**WHAT TO DO**
Transcribe exactly the span of lines that begins the records and ends with the line holding "builder extends the", both boundary lines included.

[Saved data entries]
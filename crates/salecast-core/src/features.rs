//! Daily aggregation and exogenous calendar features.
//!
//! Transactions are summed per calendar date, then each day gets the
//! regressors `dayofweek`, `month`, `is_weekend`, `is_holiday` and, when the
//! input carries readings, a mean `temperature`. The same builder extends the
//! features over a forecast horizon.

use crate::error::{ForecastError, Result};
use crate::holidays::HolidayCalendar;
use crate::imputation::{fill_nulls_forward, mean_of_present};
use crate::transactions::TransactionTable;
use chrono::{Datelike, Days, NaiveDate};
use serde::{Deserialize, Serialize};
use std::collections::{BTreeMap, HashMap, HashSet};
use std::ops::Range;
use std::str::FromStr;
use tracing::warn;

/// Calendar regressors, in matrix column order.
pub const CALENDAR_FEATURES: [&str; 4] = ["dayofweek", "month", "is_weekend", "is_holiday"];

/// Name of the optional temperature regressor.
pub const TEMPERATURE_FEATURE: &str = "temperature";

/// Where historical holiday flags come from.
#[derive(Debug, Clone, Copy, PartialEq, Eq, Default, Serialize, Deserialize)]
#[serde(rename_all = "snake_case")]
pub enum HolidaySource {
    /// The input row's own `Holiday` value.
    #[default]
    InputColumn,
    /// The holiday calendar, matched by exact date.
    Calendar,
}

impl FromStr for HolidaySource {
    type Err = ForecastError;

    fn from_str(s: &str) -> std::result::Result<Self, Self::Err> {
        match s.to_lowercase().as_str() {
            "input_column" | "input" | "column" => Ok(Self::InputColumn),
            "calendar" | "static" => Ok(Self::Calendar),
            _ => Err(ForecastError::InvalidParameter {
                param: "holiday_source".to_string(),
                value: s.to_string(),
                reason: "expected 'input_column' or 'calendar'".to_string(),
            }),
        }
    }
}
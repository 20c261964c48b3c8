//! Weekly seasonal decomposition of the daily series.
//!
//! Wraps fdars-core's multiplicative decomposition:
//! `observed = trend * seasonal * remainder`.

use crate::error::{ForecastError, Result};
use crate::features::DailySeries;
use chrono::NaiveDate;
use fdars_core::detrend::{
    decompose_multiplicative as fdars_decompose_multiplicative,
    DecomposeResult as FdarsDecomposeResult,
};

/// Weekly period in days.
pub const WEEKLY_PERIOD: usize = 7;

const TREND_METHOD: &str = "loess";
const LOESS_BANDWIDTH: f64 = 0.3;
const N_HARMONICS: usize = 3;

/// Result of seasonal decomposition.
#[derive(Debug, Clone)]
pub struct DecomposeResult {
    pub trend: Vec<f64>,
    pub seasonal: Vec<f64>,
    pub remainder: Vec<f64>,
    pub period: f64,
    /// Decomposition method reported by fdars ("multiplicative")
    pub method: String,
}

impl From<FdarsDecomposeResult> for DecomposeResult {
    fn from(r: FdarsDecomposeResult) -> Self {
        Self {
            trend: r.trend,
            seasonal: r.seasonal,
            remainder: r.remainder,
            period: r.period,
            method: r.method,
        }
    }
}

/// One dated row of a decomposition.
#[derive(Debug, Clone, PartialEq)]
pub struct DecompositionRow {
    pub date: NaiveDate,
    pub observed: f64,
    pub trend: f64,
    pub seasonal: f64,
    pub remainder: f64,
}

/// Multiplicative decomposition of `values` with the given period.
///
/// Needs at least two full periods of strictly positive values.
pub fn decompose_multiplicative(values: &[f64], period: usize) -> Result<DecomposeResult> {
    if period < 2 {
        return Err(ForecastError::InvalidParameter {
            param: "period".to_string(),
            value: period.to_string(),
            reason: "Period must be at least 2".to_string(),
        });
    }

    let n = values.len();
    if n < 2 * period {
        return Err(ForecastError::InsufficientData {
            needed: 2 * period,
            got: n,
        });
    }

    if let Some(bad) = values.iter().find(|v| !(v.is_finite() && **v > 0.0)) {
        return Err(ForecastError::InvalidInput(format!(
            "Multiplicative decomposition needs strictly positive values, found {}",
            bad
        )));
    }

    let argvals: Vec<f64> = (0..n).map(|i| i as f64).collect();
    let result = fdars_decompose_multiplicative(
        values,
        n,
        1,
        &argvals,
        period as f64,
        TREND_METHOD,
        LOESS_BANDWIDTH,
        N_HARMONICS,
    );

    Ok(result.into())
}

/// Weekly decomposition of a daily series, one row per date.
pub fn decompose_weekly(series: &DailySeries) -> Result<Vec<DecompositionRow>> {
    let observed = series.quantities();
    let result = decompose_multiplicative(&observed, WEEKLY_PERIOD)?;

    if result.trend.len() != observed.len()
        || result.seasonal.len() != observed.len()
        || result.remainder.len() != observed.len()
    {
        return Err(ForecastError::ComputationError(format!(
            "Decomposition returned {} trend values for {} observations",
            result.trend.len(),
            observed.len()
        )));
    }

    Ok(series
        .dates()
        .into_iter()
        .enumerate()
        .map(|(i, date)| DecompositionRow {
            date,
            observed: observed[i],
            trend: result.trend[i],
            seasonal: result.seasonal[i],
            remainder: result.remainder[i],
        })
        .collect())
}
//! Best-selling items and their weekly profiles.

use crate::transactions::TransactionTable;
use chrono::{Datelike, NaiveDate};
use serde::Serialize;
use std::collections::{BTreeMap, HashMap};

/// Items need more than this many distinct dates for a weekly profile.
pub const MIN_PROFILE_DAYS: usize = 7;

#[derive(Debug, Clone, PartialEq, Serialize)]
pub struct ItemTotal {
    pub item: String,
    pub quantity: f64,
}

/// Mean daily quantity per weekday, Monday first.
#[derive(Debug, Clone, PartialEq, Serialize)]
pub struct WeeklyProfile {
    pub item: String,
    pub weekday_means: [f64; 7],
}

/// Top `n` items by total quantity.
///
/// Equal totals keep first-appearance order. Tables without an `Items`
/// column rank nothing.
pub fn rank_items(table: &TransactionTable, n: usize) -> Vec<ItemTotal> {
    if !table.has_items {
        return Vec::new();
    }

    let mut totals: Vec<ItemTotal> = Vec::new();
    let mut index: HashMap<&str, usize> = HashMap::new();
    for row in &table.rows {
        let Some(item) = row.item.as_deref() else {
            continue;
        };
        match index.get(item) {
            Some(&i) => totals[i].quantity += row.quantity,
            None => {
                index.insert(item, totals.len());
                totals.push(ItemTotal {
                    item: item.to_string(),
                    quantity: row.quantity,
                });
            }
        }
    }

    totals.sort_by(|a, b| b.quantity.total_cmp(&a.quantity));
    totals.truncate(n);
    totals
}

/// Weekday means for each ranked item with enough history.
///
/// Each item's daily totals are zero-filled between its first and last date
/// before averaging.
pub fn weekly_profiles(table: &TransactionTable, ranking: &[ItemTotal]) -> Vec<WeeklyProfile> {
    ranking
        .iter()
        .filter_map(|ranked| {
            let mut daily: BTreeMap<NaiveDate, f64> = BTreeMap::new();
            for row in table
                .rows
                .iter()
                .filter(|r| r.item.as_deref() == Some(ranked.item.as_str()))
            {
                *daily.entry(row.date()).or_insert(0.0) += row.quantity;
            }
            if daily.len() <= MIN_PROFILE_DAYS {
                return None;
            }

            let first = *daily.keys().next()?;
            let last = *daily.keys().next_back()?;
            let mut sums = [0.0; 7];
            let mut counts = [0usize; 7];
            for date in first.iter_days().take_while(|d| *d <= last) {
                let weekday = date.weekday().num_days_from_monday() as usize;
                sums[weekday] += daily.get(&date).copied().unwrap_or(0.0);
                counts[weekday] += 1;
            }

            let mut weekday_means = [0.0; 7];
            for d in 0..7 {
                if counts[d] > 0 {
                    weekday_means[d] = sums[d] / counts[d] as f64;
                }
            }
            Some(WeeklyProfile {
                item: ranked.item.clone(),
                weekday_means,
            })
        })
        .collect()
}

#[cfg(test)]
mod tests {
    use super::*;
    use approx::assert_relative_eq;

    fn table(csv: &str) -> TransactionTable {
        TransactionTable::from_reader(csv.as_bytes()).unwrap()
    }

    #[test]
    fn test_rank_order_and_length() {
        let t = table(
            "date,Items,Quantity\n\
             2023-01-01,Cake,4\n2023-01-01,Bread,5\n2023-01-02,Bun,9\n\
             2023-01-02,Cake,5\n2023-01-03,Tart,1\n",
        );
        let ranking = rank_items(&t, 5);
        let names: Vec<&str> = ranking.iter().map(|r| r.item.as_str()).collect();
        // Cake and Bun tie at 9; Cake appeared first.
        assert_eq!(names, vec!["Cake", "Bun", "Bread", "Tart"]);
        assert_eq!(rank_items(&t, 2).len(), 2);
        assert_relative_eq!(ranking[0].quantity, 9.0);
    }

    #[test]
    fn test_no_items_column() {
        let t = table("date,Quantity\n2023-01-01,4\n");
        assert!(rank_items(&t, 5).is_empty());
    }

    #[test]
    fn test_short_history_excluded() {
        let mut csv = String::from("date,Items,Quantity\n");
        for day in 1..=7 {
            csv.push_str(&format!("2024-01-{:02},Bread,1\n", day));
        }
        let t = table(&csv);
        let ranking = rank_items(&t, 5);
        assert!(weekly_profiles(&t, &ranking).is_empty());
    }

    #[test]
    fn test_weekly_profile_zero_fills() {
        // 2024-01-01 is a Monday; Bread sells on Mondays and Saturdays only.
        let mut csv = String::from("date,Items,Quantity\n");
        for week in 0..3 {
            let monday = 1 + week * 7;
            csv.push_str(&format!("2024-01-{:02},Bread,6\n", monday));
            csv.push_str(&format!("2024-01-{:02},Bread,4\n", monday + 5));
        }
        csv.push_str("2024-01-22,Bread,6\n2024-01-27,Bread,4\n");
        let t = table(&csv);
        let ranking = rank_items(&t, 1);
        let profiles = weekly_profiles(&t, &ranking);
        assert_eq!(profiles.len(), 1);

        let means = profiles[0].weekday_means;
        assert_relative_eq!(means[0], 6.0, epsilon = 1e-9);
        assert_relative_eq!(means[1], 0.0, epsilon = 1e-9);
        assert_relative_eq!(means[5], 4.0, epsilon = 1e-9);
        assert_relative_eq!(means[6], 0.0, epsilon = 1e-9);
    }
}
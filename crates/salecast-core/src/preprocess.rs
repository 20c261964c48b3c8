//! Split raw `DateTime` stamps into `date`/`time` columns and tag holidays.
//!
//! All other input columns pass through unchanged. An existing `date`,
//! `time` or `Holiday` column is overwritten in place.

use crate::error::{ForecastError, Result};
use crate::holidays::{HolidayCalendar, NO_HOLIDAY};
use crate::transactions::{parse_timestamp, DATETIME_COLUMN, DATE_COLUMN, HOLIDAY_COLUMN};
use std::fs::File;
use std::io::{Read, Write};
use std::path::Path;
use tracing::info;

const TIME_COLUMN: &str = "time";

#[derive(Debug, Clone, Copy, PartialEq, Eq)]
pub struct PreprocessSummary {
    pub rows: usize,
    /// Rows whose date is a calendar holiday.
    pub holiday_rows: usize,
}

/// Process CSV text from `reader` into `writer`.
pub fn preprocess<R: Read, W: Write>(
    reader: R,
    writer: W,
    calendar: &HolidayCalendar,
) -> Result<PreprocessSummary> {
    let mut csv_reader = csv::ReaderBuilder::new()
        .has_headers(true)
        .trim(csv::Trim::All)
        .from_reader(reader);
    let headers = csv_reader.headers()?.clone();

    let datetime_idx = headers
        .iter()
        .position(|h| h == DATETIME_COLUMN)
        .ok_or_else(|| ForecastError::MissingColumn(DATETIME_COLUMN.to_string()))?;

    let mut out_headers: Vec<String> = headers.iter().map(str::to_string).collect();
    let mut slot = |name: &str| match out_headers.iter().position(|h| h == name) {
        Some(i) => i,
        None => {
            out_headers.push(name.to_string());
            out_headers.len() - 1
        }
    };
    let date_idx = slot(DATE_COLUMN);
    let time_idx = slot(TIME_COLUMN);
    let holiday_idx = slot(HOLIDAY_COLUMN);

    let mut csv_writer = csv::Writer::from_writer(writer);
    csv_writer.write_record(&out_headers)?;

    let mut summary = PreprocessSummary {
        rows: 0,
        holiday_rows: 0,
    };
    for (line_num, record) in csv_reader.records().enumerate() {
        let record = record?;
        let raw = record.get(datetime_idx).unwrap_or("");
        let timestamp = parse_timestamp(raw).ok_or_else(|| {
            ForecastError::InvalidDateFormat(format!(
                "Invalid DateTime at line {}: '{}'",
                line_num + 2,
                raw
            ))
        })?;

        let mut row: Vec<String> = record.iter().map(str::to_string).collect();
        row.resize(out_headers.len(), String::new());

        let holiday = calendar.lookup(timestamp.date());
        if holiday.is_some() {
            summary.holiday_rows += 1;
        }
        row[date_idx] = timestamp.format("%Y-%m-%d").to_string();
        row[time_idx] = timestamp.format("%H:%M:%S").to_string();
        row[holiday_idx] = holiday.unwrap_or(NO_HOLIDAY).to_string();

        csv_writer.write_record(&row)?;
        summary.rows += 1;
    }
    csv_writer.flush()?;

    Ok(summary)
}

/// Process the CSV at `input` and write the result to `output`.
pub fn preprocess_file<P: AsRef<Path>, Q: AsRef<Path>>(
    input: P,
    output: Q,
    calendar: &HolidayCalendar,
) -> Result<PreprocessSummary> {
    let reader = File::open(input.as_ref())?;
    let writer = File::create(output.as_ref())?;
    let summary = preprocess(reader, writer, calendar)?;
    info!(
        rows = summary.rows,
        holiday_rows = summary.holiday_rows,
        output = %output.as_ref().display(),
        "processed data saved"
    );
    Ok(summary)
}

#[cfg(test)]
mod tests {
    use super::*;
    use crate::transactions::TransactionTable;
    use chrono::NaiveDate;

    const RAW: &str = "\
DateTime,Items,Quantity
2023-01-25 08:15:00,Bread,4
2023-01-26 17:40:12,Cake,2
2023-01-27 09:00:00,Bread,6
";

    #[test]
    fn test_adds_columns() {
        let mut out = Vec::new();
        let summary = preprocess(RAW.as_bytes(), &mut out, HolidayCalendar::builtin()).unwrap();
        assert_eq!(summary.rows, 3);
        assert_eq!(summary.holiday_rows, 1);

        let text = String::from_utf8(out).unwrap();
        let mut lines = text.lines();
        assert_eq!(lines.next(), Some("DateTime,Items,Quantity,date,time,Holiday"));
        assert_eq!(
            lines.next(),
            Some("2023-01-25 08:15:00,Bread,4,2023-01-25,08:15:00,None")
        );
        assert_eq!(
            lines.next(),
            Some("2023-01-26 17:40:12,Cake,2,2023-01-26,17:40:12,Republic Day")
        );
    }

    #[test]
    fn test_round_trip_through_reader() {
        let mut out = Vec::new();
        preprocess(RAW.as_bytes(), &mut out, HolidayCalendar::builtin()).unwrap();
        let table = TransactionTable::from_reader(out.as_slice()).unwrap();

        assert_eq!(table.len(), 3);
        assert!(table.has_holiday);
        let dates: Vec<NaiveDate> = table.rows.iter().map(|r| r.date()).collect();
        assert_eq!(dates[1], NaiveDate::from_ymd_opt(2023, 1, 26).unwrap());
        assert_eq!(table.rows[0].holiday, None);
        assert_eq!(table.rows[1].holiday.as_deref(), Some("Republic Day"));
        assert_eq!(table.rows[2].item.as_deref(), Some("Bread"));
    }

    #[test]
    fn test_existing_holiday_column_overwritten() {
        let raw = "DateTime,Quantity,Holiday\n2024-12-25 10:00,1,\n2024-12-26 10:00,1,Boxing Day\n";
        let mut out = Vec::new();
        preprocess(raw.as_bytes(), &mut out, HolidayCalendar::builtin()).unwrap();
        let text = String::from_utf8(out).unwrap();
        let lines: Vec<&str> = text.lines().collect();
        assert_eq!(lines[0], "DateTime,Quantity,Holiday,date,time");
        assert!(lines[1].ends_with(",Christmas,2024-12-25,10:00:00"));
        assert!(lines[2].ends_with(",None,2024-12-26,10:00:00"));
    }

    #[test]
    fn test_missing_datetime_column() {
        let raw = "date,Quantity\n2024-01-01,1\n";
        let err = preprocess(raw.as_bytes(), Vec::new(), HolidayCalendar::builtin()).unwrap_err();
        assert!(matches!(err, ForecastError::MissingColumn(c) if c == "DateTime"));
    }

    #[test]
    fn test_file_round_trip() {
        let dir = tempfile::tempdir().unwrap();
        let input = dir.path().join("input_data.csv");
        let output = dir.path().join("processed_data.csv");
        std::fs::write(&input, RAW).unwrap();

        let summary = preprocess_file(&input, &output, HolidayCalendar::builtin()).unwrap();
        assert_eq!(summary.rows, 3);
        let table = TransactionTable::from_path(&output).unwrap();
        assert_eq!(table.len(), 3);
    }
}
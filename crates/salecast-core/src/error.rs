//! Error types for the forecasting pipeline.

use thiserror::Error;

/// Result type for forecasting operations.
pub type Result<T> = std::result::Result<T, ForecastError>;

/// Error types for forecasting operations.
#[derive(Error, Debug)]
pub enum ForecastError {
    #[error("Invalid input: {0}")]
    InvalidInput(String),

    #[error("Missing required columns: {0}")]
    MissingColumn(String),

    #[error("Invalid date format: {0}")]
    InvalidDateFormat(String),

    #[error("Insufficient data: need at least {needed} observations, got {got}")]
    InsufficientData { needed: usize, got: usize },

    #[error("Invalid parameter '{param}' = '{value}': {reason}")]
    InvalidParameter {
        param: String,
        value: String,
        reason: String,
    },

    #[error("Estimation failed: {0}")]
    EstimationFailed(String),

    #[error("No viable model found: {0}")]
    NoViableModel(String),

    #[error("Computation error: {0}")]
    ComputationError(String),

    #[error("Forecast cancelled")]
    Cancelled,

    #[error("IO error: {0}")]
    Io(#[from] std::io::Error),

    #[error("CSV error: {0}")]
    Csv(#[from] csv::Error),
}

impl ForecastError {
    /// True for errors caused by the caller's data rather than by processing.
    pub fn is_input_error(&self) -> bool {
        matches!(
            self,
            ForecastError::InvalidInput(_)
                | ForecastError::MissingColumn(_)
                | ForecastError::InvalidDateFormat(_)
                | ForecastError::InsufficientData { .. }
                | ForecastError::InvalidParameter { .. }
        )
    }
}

**SOLVED EXERCISE**
filename crates/salecast-core/src/features.rs
//! Daily aggregation and exogenous calendar features.
//!
//! Transactions are summed per calendar date, then each day gets the
//! regressors `dayofweek`, `month`, `is_weekend`, `is_holiday` and, when the
//! input carries readings, a mean `temperature`. The same builder extends the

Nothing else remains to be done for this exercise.